The drama explores the community's financial concerns. The dearth of well-paying work and the possibility of urban regeneration cast a lengthy shadow over the lives of the protagonists. Their talks are dominated by worries about their families, bills, and the uncertain future of their area. Nevertheless, there is a spirit of resiliency and persistence despite these fears.

Driving jitneys becomes into more than just a way to make a job. It is evidence of their ingenuity, a source of pride for the community, and a symbol of their independence. The drivers build a network of support via their everyday activities; they rely on one another for emotional, financial, and social support.

"Jitney," the name of the drama, refers to more than just a mode of transportation. It stands for the frantic pace of daily existence in the Hill District and the need for continual mobility and labor to live. It also serves as a metaphor for the characters' resiliency—their capacity to carry on in the face of adversity.
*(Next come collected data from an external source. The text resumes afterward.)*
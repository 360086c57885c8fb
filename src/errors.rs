// src/errors.rs

//! Crate-wide error aliases and helpers.
//!
//! These cover configuration and construction-time contracts. Failures of a
//! running body never show up here; they are normalized into
//! [`crate::engine::Failure`] and delivered through the completion callback.

use thiserror::Error;

#[derive(Error, Debug)]
pub enum HookrunError {
    #[error("Configuration error: {0}")]
    ConfigError(String),

    #[error("IO error: {0}")]
    IoError(#[from] std::io::Error),

    #[error("TOML parsing error: {0}")]
    TomlError(#[from] toml::de::Error),

    /// An argument had the wrong runtime type (e.g. a numeric title).
    #[error("argument \"{argument}\" should be a {expected}, received type \"{actual}\"")]
    InvalidArgumentType {
        argument: String,
        expected: String,
        actual: String,
    },

    /// An argument had the right type but an unusable value.
    #[error("invalid argument \"{argument}\": {reason}")]
    InvalidArgument { argument: String, reason: String },

    #[error(transparent)]
    Other(#[from] anyhow::Error),
}

impl HookrunError {
    pub fn invalid_type(argument: &str, expected: &str, actual: &str) -> Self {
        HookrunError::InvalidArgumentType {
            argument: argument.to_string(),
            expected: expected.to_string(),
            actual: actual.to_string(),
        }
    }

    pub fn invalid_argument(argument: &str, reason: impl Into<String>) -> Self {
        HookrunError::InvalidArgument {
            argument: argument.to_string(),
            reason: reason.into(),
        }
    }
}

pub use anyhow::Error;
pub type Result<T> = std::result::Result<T, HookrunError>;
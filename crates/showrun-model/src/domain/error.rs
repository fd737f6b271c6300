use thiserror::Error;

#[derive(Debug, Error)]
pub enum ModelError {
    #[error("unknown tool kind: {0} (expected: code|api|database|integration)")]
    InvalidToolKind(String),
}
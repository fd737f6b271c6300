//! Runner event logging.
//!
//! Attach a [`Journal`] to a runner to get every state transition on the
//! `tracing` output, at a level matching how interesting the transition is.

use async_trait::async_trait;
use showrun_core::{RunnerEvent, Subscribe};
use tracing::{debug, info, warn};

/// Logs every runner event through `tracing`.
pub struct Journal;

impl Journal {
    pub fn new() -> Self {
        Self
    }
}

impl Default for Journal {
    fn default() -> Self {
        Self::new()
    }
}

#[async_trait]
impl Subscribe for Journal {
    async fn on_event(&self, event: &RunnerEvent) {
        log_event(event);
    }

    fn name(&self) -> &'static str {
        "journal"
    }
}

pub fn message_for(event: &RunnerEvent) -> &'static str {
    match event {
        RunnerEvent::FlowStarted { .. } => "flow run started (plan reset to pending)",
        RunnerEvent::StepActivated { .. } => "step activated",
        RunnerEvent::StepCompleted { .. } => "step completed",
        RunnerEvent::StepFailed { .. } => "step marked failed by the host",
        RunnerEvent::FlowPaused { .. } => "flow paused (active step preserved)",
        RunnerEvent::FlowReset => "flow reset to pending",
        RunnerEvent::FlowFinished { .. } => "flow run finished (all steps completed)",

        RunnerEvent::ToolStarted { .. } => "tool execution started",
        RunnerEvent::ToolCompleted { .. } => "tool execution completed",
        RunnerEvent::ToolFailed { .. } => "tool marked failed by the host",
        RunnerEvent::ToolReset { .. } => "tool reset to idle",
        RunnerEvent::BatchStarted => "batch execution started",
        RunnerEvent::BatchFinished => "batch execution finished",
    }
}

pub fn log_event(event: &RunnerEvent) {
    let msg = message_for(event);

    match event {
        // flow lifecycle
        RunnerEvent::FlowStarted { run } => info!(run = %run, "{msg}"),
        RunnerEvent::FlowFinished { run } => info!(run = %run, "{msg}"),
        RunnerEvent::FlowPaused { step } => match step {
            Some(step) => info!(step = %step, "{msg}"),
            None => info!("{msg}"),
        },
        RunnerEvent::FlowReset => debug!("{msg}"),

        // step transitions
        RunnerEvent::StepActivated { step } => debug!(step = %step, "{msg}"),
        RunnerEvent::StepCompleted { step } => debug!(step = %step, "{msg}"),
        RunnerEvent::StepFailed { step } => warn!(step = %step, "{msg}"),

        // tool transitions
        RunnerEvent::ToolStarted { tool } => debug!(tool = %tool, "{msg}"),
        RunnerEvent::ToolCompleted { tool, output } => {
            info!(tool = %tool, output = %output, "{msg}")
        }
        RunnerEvent::ToolFailed { tool } => warn!(tool = %tool, "{msg}"),
        RunnerEvent::ToolReset { tool } => debug!(tool = %tool, "{msg}"),

        // batch lifecycle
        RunnerEvent::BatchStarted => info!("{msg}"),
        RunnerEvent::BatchFinished => info!("{msg}"),
    }
}
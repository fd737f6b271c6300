use serde::{Deserialize, Serialize};

/// Opaque identifier of a bench tool, unique within a bench.
#[derive(Debug, Clone, PartialEq, Eq, Hash, Serialize, Deserialize)]
#[serde(transparent)]
pub struct ToolId(String);

impl ToolId {
    pub fn as_str(&self) -> &str {
        &self.0
    }
}

impl From<&str> for ToolId {
    fn from(value: &str) -> Self {
        Self(value.to_string())
    }
}

impl From<String> for ToolId {
    fn from(value: String) -> Self {
        Self(value)
    }
}

impl std::fmt::Display for ToolId {
    fn fmt(&self, f: &mut std::fmt::Formatter<'_>) -> std::fmt::Result {
        f.write_str(&self.0)
    }
}
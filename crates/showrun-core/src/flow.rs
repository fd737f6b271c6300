//! Sequential step runner.
//!
//! Drives an ordered plan one step at a time: the step at the cursor becomes
//! active, its simulated duration elapses on a fixed-delay timer, then it
//! completes and the cursor advances. Ordering is the point: the plan models
//! a causal pipeline (request, auth, processing, dispatch, response).

use std::collections::HashSet;
use std::sync::{Arc, RwLock};
use std::time::Duration;

use serde::Serialize;
use tokio::sync::watch;
use tokio_util::sync::CancellationToken;
use tracing::{debug, info};
use uuid::Uuid;

use showrun_model::{FlowPhase, StepId, StepInfo, StepSpec, StepStatus};

use crate::{
    error::CoreError,
    events::{RunnerEvent, Subscribe, emit},
};

/// Point-in-time view of the plan, republished on every mutation.
#[derive(Debug, Clone, Serialize)]
#[serde(rename_all = "camelCase")]
pub struct FlowSnapshot {
    /// Identity of the current run, stamped by `start`.
    #[serde(skip_serializing_if = "Option::is_none")]
    pub run_id: Option<Uuid>,
    pub phase: FlowPhase,
    /// Index of the step being driven (equals plan length once finished).
    pub cursor: usize,
    pub steps: Vec<StepInfo>,
}

impl FlowSnapshot {
    /// Number of steps that completed so far.
    pub fn completed(&self) -> usize {
        self.steps
            .iter()
            .filter(|s| s.status == StepStatus::Completed)
            .count()
    }

    /// The step currently being simulated, if any.
    pub fn active_step(&self) -> Option<&StepInfo> {
        self.steps.iter().find(|s| s.status.is_active())
    }

    /// Percentage of the plan entered, rounded.
    pub fn progress_percent(&self) -> u32 {
        if self.steps.is_empty() {
            return 100;
        }
        ((self.cursor as f64 / self.steps.len() as f64) * 100.0).round() as u32
    }

    /// Sum of the simulated durations of the whole plan.
    pub fn planned_duration_ms(&self) -> u64 {
        self.steps.iter().map(|s| s.duration_ms).sum()
    }
}

struct FlowInner {
    steps: Vec<StepInfo>,
    cursor: usize,
    phase: FlowPhase,
    run_id: Option<Uuid>,
    /// Bumped by every command; a driver whose epoch no longer matches must
    /// not mutate.
    epoch: u64,
    cancel: Option<CancellationToken>,
}

impl FlowInner {
    fn snapshot(&self) -> FlowSnapshot {
        FlowSnapshot {
            run_id: self.run_id,
            phase: self.phase,
            cursor: self.cursor,
            steps: self.steps.clone(),
        }
    }

    fn invalidate(&mut self) {
        self.epoch += 1;
        if let Some(cancel) = self.cancel.take() {
            cancel.cancel();
        }
    }
}

/// Builder for [`FlowRunner`].
pub struct FlowBuilder {
    specs: Vec<StepSpec>,
    subs: Vec<Arc<dyn Subscribe>>,
}

impl FlowBuilder {
    pub fn with_subscriber(mut self, sub: Arc<dyn Subscribe>) -> Self {
        self.subs.push(sub);
        self
    }

    pub fn build(self) -> Result<FlowRunner, CoreError> {
        let mut seen = HashSet::new();
        for spec in &self.specs {
            if !seen.insert(spec.id.clone()) {
                return Err(CoreError::DuplicateStepId(spec.id.clone()));
            }
        }

        let inner = FlowInner {
            steps: self.specs.into_iter().map(StepInfo::from).collect(),
            cursor: 0,
            phase: FlowPhase::Idle,
            run_id: None,
            epoch: 0,
            cancel: None,
        };
        let (tx, _) = watch::channel(inner.snapshot());

        Ok(FlowRunner {
            inner: Arc::new(RwLock::new(inner)),
            tx: Arc::new(tx),
            subs: Arc::new(self.subs),
        })
    }
}

/// Sequential step runner.
///
/// Cheap to clone; every clone shares the same plan. Commands spawn onto the
/// ambient tokio runtime, so the runner must live inside one.
#[derive(Clone)]
pub struct FlowRunner {
    inner: Arc<RwLock<FlowInner>>,
    tx: Arc<watch::Sender<FlowSnapshot>>,
    subs: Arc<Vec<Arc<dyn Subscribe>>>,
}

impl FlowRunner {
    pub fn builder(specs: Vec<StepSpec>) -> FlowBuilder {
        FlowBuilder {
            specs,
            subs: Vec::new(),
        }
    }

    /// Build a runner with no subscribers.
    pub fn new(specs: Vec<StepSpec>) -> Result<Self, CoreError> {
        Self::builder(specs).build()
    }

    /// Begin a fresh run from the first step.
    ///
    /// No-op while a run is in flight. Starting from `Paused` does not
    /// resume; the plan restarts from the beginning.
    pub fn start(&self) {
        let (epoch, cancel, run_id) = {
            let mut inner = self.inner.write().unwrap();
            if inner.phase.is_running() {
                debug!("start ignored: run already in flight");
                return;
            }
            inner.invalidate();

            for step in &mut inner.steps {
                step.status = StepStatus::Pending;
            }
            inner.cursor = 0;
            inner.phase = FlowPhase::Running;
            let run_id = Uuid::new_v4();
            inner.run_id = Some(run_id);

            let cancel = CancellationToken::new();
            inner.cancel = Some(cancel.clone());
            self.tx.send_replace(inner.snapshot());
            (inner.epoch, cancel, run_id)
        };

        info!(run = %run_id, "flow run started");
        emit(&self.subs, RunnerEvent::FlowStarted { run: run_id });

        let runner = self.clone();
        tokio::spawn(async move { runner.drive(epoch, cancel).await });
    }

    /// Stop the timer without touching step statuses.
    ///
    /// The active step stays `Active`.
    pub fn pause(&self) {
        let at = {
            let mut inner = self.inner.write().unwrap();
            if !inner.phase.is_running() {
                debug!("pause ignored: no run in flight");
                return;
            }
            inner.invalidate();
            inner.phase = FlowPhase::Paused;
            self.tx.send_replace(inner.snapshot());
            inner
                .steps
                .iter()
                .find(|s| s.status.is_active())
                .map(|s| s.id.clone())
        };

        info!("flow paused");
        emit(&self.subs, RunnerEvent::FlowPaused { step: at });
    }

    /// Return every step to `Pending` and the cursor to the first step.
    pub fn reset(&self) {
        {
            let mut inner = self.inner.write().unwrap();
            inner.invalidate();
            for step in &mut inner.steps {
                step.status = StepStatus::Pending;
            }
            inner.cursor = 0;
            inner.phase = FlowPhase::Idle;
            inner.run_id = None;
            self.tx.send_replace(inner.snapshot());
        }

        debug!("flow reset");
        emit(&self.subs, RunnerEvent::FlowReset);
    }

    /// Mark a step failed on behalf of the host.
    ///
    /// Nothing inside the runner fails on its own; this is the only path to
    /// `StepStatus::Error`. Halts the run when one is in flight.
    pub fn mark_failed(&self, id: &StepId) {
        {
            let mut inner = self.inner.write().unwrap();
            let Some(pos) = inner.steps.iter().position(|s| s.id == *id) else {
                debug!(step = %id, "mark_failed ignored: unknown step");
                return;
            };
            inner.steps[pos].status = StepStatus::Error;
            if inner.phase.is_running() {
                inner.invalidate();
                inner.phase = FlowPhase::Paused;
            }
            self.tx.send_replace(inner.snapshot());
        }

        info!(step = %id, "step marked failed");
        emit(&self.subs, RunnerEvent::StepFailed { step: id.clone() });
    }

    pub fn snapshot(&self) -> FlowSnapshot {
        self.inner.read().unwrap().snapshot()
    }

    /// Watch the plan; a fresh snapshot is published on every mutation.
    pub fn subscribe(&self) -> watch::Receiver<FlowSnapshot> {
        self.tx.subscribe()
    }

    /// Suspend until no run is in flight (finished, paused, or reset).
    pub async fn wait_settled(&self) {
        let mut rx = self.subscribe();
        loop {
            let phase = rx.borrow().phase;
            if !phase.is_running() {
                return;
            }
            if rx.changed().await.is_err() {
                return;
            }
        }
    }

    async fn drive(self, epoch: u64, cancel: CancellationToken) {
        loop {
            let mut finished_run = None;
            let next = {
                let mut inner = self.inner.write().unwrap();
                if inner.epoch != epoch {
                    return;
                }
                if inner.cursor < inner.steps.len() {
                    let cursor = inner.cursor;
                    inner.steps[cursor].status = StepStatus::Active;
                    let id = inner.steps[cursor].id.clone();
                    let duration = Duration::from_millis(inner.steps[cursor].duration_ms);
                    self.tx.send_replace(inner.snapshot());
                    Some((id, duration))
                } else {
                    inner.phase = FlowPhase::Finished;
                    inner.cancel = None;
                    finished_run = inner.run_id;
                    self.tx.send_replace(inner.snapshot());
                    None
                }
            };

            let Some((id, duration)) = next else {
                if let Some(run) = finished_run {
                    info!(run = %run, "flow run finished");
                    emit(&self.subs, RunnerEvent::FlowFinished { run });
                }
                return;
            };

            debug!(step = %id, ?duration, "step activated");
            emit(&self.subs, RunnerEvent::StepActivated { step: id.clone() });

            // Fixed-delay wait, raced against cancellation.
            tokio::select! {
                _ = cancel.cancelled() => return,
                _ = tokio::time::sleep(duration) => {}
            }

            {
                let mut inner = self.inner.write().unwrap();
                if inner.epoch != epoch {
                    return;
                }
                let cursor = inner.cursor;
                inner.steps[cursor].status = StepStatus::Completed;
                inner.cursor += 1;
                self.tx.send_replace(inner.snapshot());
            }

            debug!(step = %id, "step completed");
            emit(&self.subs, RunnerEvent::StepCompleted { step: id });
        }
    }
}
use serde::{Deserialize, Serialize};

/// Run-level state of the sequential step runner.
#[derive(Debug, Clone, Copy, PartialEq, Eq, Serialize, Deserialize)]
#[serde(rename_all = "camelCase")]
pub enum FlowPhase {
    /// No run has been started, or the plan was reset.
    Idle,
    /// A run is in flight and the timer is armed.
    Running,
    /// The timer was stopped mid-run; the active step is preserved.
    /// A later start begins a fresh run from the first step.
    Paused,
    /// Every step of the plan completed.
    Finished,
}

impl FlowPhase {
    pub fn is_running(&self) -> bool {
        matches!(self, FlowPhase::Running)
    }

    pub fn is_finished(&self) -> bool {
        matches!(self, FlowPhase::Finished)
    }
}
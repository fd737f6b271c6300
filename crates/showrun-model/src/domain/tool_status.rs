use serde::{Deserialize, Serialize};

/// Lifecycle state of a bench tool.
#[derive(Debug, Clone, Copy, PartialEq, Eq, Serialize, Deserialize)]
#[serde(rename_all = "camelCase")]
pub enum ToolStatus {
    /// Tool has not been started, or was reset.
    Idle,
    /// Tool is ticking toward completion.
    Running,
    /// Tool reached 100% progress.
    Completed,
    /// Tool was marked failed by the host. Nothing inside the runner
    /// produces this state.
    Error,
}

impl ToolStatus {
    /// Returns `true` once the tool will not tick further without a new
    /// command.
    pub fn is_settled(&self) -> bool {
        matches!(self, ToolStatus::Completed | ToolStatus::Error)
    }

    pub fn is_running(&self) -> bool {
        matches!(self, ToolStatus::Running)
    }
}
#[cfg(test)]
mod tests {
    use std::sync::Mutex;
    use std::time::Duration;

    use async_trait::async_trait;
    use tokio::time::sleep;

    use super::*;

    fn bench(n: usize) -> Vec<ToolSpec> {
        use showrun_model::ToolKind;
        (1..=n)
            .map(|i| ToolSpec::new(format!("t{i}"), format!("Tool {i}"), ToolKind::Api))
            .collect()
    }

    fn outputs(n: usize) -> Vec<String> {
        (1..=n).map(|i| format!("result {i}")).collect()
    }

    fn seeded(n: usize) -> ToolRunner {
        ToolRunner::builder(bench(n))
            .with_outputs(outputs(n))
            .with_config(ToolRunnerConfig {
                seed: Some(42),
                ..Default::default()
            })
            .build()
            .unwrap()
    }

    struct Recorder {
        events: Mutex<Vec<String>>,
    }

    impl Recorder {
        fn new() -> Arc<Self> {
            Arc::new(Self {
                events: Mutex::new(Vec::new()),
            })
        }

        fn seen(&self) -> Vec<String> {
            self.events.lock().unwrap().clone()
        }
    }

    #[async_trait]
    impl Subscribe for Recorder {
        async fn on_event(&self, event: &RunnerEvent) {
            let line = match event {
                RunnerEvent::ToolStarted { tool } => format!("start:{tool}"),
                RunnerEvent::ToolCompleted { tool, .. } => format!("done:{tool}"),
                RunnerEvent::ToolFailed { tool } => format!("failed:{tool}"),
                RunnerEvent::ToolReset { tool } => format!("reset:{tool}"),
                RunnerEvent::BatchStarted => "batch-start".to_string(),
                RunnerEvent::BatchFinished => "batch-end".to_string(),
                other => format!("{other:?}"),
            };
            self.events.lock().unwrap().push(line);
        }

        fn name(&self) -> &'static str {
            "recorder"
        }
    }

    #[tokio::test(start_paused = true)]
    async fn execute_runs_to_completion() {
        let runner = seeded(1);
        let id = ToolId::from("t1");

        runner.execute(&id);
        runner.wait_settled(&id).await;

        let snap = runner.snapshot();
        let tool = &snap.tools[0];
        assert_eq!(tool.status, ToolStatus::Completed);
        assert_eq!(tool.progress, 100.0);
        assert_eq!(tool.output.as_deref(), Some("result 1"));
        assert!(tool.elapsed_ms > 0);
        assert_eq!(tool.elapsed_ms % 100, 0);

        assert_eq!(runner.execution_log(), ["Tool 1: result 1"]);
    }

    #[tokio::test(start_paused = true)]
    async fn progress_is_monotonic_and_clamps_at_completion() {
        let runner = seeded(1);
        let id = ToolId::from("t1");
        let mut rx = runner.subscribe();

        runner.execute(&id);

        let mut last = 0.0_f64;
        loop {
            rx.changed().await.unwrap();
            let (progress, status) = {
                let snap = rx.borrow();
                (snap.tools[0].progress, snap.tools[0].status)
            };

            assert!(progress >= last, "progress must never decrease");
            assert!(progress <= 100.0);
            last = progress;

            // The clamp and the completion land in the same update.
            if progress == 100.0 {
                assert_eq!(status, ToolStatus::Completed);
                break;
            }
            assert_eq!(status, ToolStatus::Running);
        }
    }

    #[tokio::test(start_paused = true)]
    async fn execute_while_running_is_noop() {
        let runner = seeded(1);
        let id = ToolId::from("t1");

        runner.execute(&id);
        sleep(Duration::from_millis(250)).await;

        let before = runner.snapshot().tools[0].progress;
        assert!(before > 0.0);

        runner.execute(&id);
        let after = runner.snapshot().tools[0].progress;
        assert_eq!(after, before, "a second execute must not restart progress");
    }

    #[tokio::test(start_paused = true)]
    async fn reset_rejected_while_running_accepted_after() {
        let runner = seeded(1);
        let id = ToolId::from("t1");

        runner.execute(&id);
        sleep(Duration::from_millis(150)).await;
        runner.reset(&id);

        let tool = &runner.snapshot().tools[0];
        assert_eq!(tool.status, ToolStatus::Running);
        assert!(tool.progress > 0.0);

        runner.wait_settled(&id).await;
        runner.reset(&id);

        let tool = &runner.snapshot().tools[0];
        assert_eq!(tool.status, ToolStatus::Idle);
        assert_eq!(tool.progress, 0.0);
        assert_eq!(tool.elapsed_ms, 0);
        assert!(tool.output.is_none());
    }

    #[tokio::test(start_paused = true)]
    async fn unknown_ids_are_ignored() {
        let runner = seeded(1);
        let ghost = ToolId::from("ghost");

        runner.execute(&ghost);
        runner.reset(&ghost);
        runner.mark_failed(&ghost);

        let snap = runner.snapshot();
        assert_eq!(snap.tools[0].status, ToolStatus::Idle);
    }

    #[tokio::test(start_paused = true)]
    async fn missing_pool_entry_falls_back_to_pool_pick() {
        let runner = ToolRunner::builder(bench(2))
            .with_outputs(vec!["only line".to_string()])
            .with_config(ToolRunnerConfig {
                seed: Some(7),
                ..Default::default()
            })
            .build()
            .unwrap();
        let id = ToolId::from("t2");

        runner.execute(&id);
        runner.wait_settled(&id).await;

        let snap = runner.snapshot();
        assert_eq!(snap.tools[1].output.as_deref(), Some("only line"));
    }

    #[tokio::test(start_paused = true)]
    async fn run_all_serializes_completions() {
        let recorder = Recorder::new();
        let runner = ToolRunner::builder(bench(3))
            .with_outputs(outputs(3))
            .with_subscriber(recorder.clone())
            .with_config(ToolRunnerConfig {
                seed: Some(42),
                ..Default::default()
            })
            .build()
            .unwrap();

        runner.run_all();
        runner.wait_idle().await;
        sleep(Duration::from_millis(1)).await;

        let snap = runner.snapshot();
        assert_eq!(snap.completed(), 3);
        assert_eq!(
            runner.execution_log(),
            ["Tool 1: result 1", "Tool 2: result 2", "Tool 3: result 3"]
        );

        let seen = recorder.seen();
        let index_of = |needle: &str| seen.iter().position(|e| e == needle).unwrap();
        assert_eq!(seen[0], "batch-start");
        assert!(index_of("done:t1") < index_of("start:t2"));
        assert!(index_of("done:t2") < index_of("start:t3"));
        assert_eq!(seen.last().map(String::as_str), Some("batch-end"));
    }

    #[tokio::test(start_paused = true)]
    async fn run_all_skips_tools_already_running() {
        let recorder = Recorder::new();
        let runner = ToolRunner::builder(bench(3))
            .with_outputs(outputs(3))
            .with_subscriber(recorder.clone())
            .with_config(ToolRunnerConfig {
                seed: Some(42),
                ..Default::default()
            })
            .build()
            .unwrap();

        runner.execute(&ToolId::from("t2"));
        sleep(Duration::from_millis(10)).await;
        runner.run_all();
        runner.wait_idle().await;
        sleep(Duration::from_millis(1)).await;

        assert_eq!(runner.snapshot().completed(), 3);
        let starts = recorder
            .seen()
            .iter()
            .filter(|e| *e == "start:t2")
            .count();
        assert_eq!(starts, 1, "a running tool must not be re-executed");
    }

    #[tokio::test(start_paused = true)]
    async fn reset_all_cancels_tickers_and_batch() {
        let runner = seeded(3);

        runner.run_all();
        sleep(Duration::from_millis(250)).await;
        runner.reset_all();

        let snap = runner.snapshot();
        assert!(!snap.batch_active);
        assert!(snap.tools.iter().all(|t| t.status == ToolStatus::Idle));
        assert!(snap.tools.iter().all(|t| t.progress == 0.0));

        // No stale tick or batch step may revive the bench.
        sleep(Duration::from_secs(5)).await;
        let snap = runner.snapshot();
        assert!(snap.tools.iter().all(|t| t.status == ToolStatus::Idle));
        assert!(snap.tools.iter().all(|t| t.elapsed_ms == 0));
    }

    #[tokio::test(start_paused = true)]
    async fn mark_failed_freezes_progress() {
        let runner = seeded(1);
        let id = ToolId::from("t1");

        runner.execute(&id);
        sleep(Duration::from_millis(150)).await;
        runner.mark_failed(&id);

        let frozen = runner.snapshot().tools[0].clone();
        assert_eq!(frozen.status, ToolStatus::Error);
        assert!(frozen.progress > 0.0);

        sleep(Duration::from_secs(2)).await;
        let tool = &runner.snapshot().tools[0];
        assert_eq!(tool.status, ToolStatus::Error);
        assert_eq!(tool.progress, frozen.progress);
        assert_eq!(tool.elapsed_ms, frozen.elapsed_ms);

        runner.reset(&id);
        assert_eq!(runner.snapshot().tools[0].status, ToolStatus::Idle);
    }

    #[tokio::test(start_paused = true)]
    async fn seeded_runs_are_reproducible() {
        let id = ToolId::from("t1");

        let first = seeded(1);
        first.execute(&id);
        first.wait_settled(&id).await;

        let second = seeded(1);
        second.execute(&id);
        second.wait_settled(&id).await;

        assert_eq!(
            first.snapshot().tools[0].elapsed_ms,
            second.snapshot().tools[0].elapsed_ms
        );
    }

    #[test]
    fn duplicate_tool_ids_are_rejected() {
        use showrun_model::ToolKind;
        let specs = vec![
            ToolSpec::new("t1", "One", ToolKind::Code),
            ToolSpec::new("t1", "Two", ToolKind::Api),
        ];
        assert!(matches!(
            ToolRunner::new(specs),
            Err(CoreError::DuplicateToolId(_))
        ));
    }
}
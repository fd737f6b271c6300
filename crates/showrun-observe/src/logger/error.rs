use thiserror::Error;

#[derive(Debug, Error)]
pub enum LoggerError {
    #[error("invalid logger format: {0} (expected: text|json|journald)")]
    InvalidFormat(String),
    #[error("journald is not supported on this platform or the feature is disabled")]
    JournaldNotSupported,
    #[error("logger has already been initialized")]
    AlreadyInitialized,
    #[error("failed to initialize logger: {0}")]
    InitializationFailed(String),
    #[error("invalid log level: {0}")]
    InvalidLogLevel(String),
}
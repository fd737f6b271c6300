use std::sync::Arc;

use tracing::info;

use showrun_core::FlowRunner;
use showrun_model::catalog;
use showrun_observe::{Journal, LoggerConfig, logger_init};

#[tokio::main]
async fn main() -> anyhow::Result<()> {
    // 1) Logger
    let cfg = LoggerConfig {
        level: "debug".to_string(),
        ..Default::default()
    };
    logger_init(&cfg)?;
    info!("logger initialized");

    // 2) Pipeline runner over the demo plan
    let flow = FlowRunner::builder(catalog::agent_pipeline())
        .with_subscriber(Arc::new(Journal::new()))
        .build()?;

    let plan = flow.snapshot();
    info!(
        steps = plan.steps.len(),
        planned_ms = plan.planned_duration_ms(),
        "plan loaded"
    );

    // 3) Drive one full run to completion
    flow.start();
    flow.wait_settled().await;

    let done = flow.snapshot();
    info!(
        phase = ?done.phase,
        completed = done.completed(),
        percent = done.progress_percent(),
        "run settled"
    );

    Ok(())
}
"Jitney" is more than just a tale of financial hardship. It's an ode to the resilience of communities and the human spirit. The characters' common experiences and the friendships they have formed provide them comfort and strength when faced with adversity. Their tale is proof of the value of a strong sense of community and the steadfast spirit of resiliency that permeates the Hill District's core.

Synopsis: In August Wilson's "Jitney," a Pittsburgh jitney taxi station in the 1970s serves as a setting where people come together and show fortitude in the face of adversity.